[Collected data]
/---
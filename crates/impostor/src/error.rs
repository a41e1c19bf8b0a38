//! Error types for the impostor system.

use crate::impostor::ImpostorId;
use crate::texture_cache::TextureId;
use impostor_test_utils::ObjectId;
use std::fmt;

/// Errors reported by the manager and the texture cache.
///
/// None of these abort a frame: the failing operation is skipped and the
/// condition is logged where it is detected.
#[derive(Debug, Clone, PartialEq)]
pub enum ImpostorError {
    /// An impostor was registered before the manager received a camera.
    NotInitialized,

    /// The host does not know the object.
    ObjectNotFound(ObjectId),

    /// The object has no renderers to capture.
    NoRenderers(ObjectId),

    /// The impostor handle refers to an impostor that no longer exists.
    StaleImpostor(ImpostorId),

    /// The texture handle refers to a texture that no longer exists.
    TextureNotFound(TextureId),

    /// A texture was given back with an empty render target.
    EmptyTexture(TextureId),

    /// A texture was given back while already on the free list.
    TextureAlreadyReleased(TextureId),

    /// A configuration value is out of range.
    InvalidConfig(String),
}

impl fmt::Display for ImpostorError {
    fn fmt(&self, f: &mut fmt::Formatter<'_>) -> fmt::Result {
        match self {
            ImpostorError::NotInitialized => {
                write!(f, "Impostor manager has no camera yet, call init() first")
            }
            ImpostorError::ObjectNotFound(object) => write!(f, "Object not found: {}", object),
            ImpostorError::NoRenderers(object) => {
                write!(f, "Object has no renderers to capture: {}", object)
            }
            ImpostorError::StaleImpostor(id) => write!(f, "Impostor {:?} no longer exists", id),
            ImpostorError::TextureNotFound(id) => write!(f, "Texture {:?} not found", id),
            ImpostorError::EmptyTexture(id) => write!(f, "Texture given back is empty: {:?}", id),
            ImpostorError::TextureAlreadyReleased(id) => {
                write!(f, "Texture {:?} was already given back", id)
            }
            ImpostorError::InvalidConfig(msg) => write!(f, "Invalid configuration: {}", msg),
        }
    }
}

impl std::error::Error for ImpostorError {}

/// Result type alias for impostor operations.
pub type ImpostorResult<T> = Result<T, ImpostorError>;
\---
**What the task asks**. What the answer needs is every line from the data above with "ObjectId" in it.

**Written solution**.
use impostor_test_utils::ObjectId;
    ObjectNotFound(ObjectId),
    NoRenderers(ObjectId),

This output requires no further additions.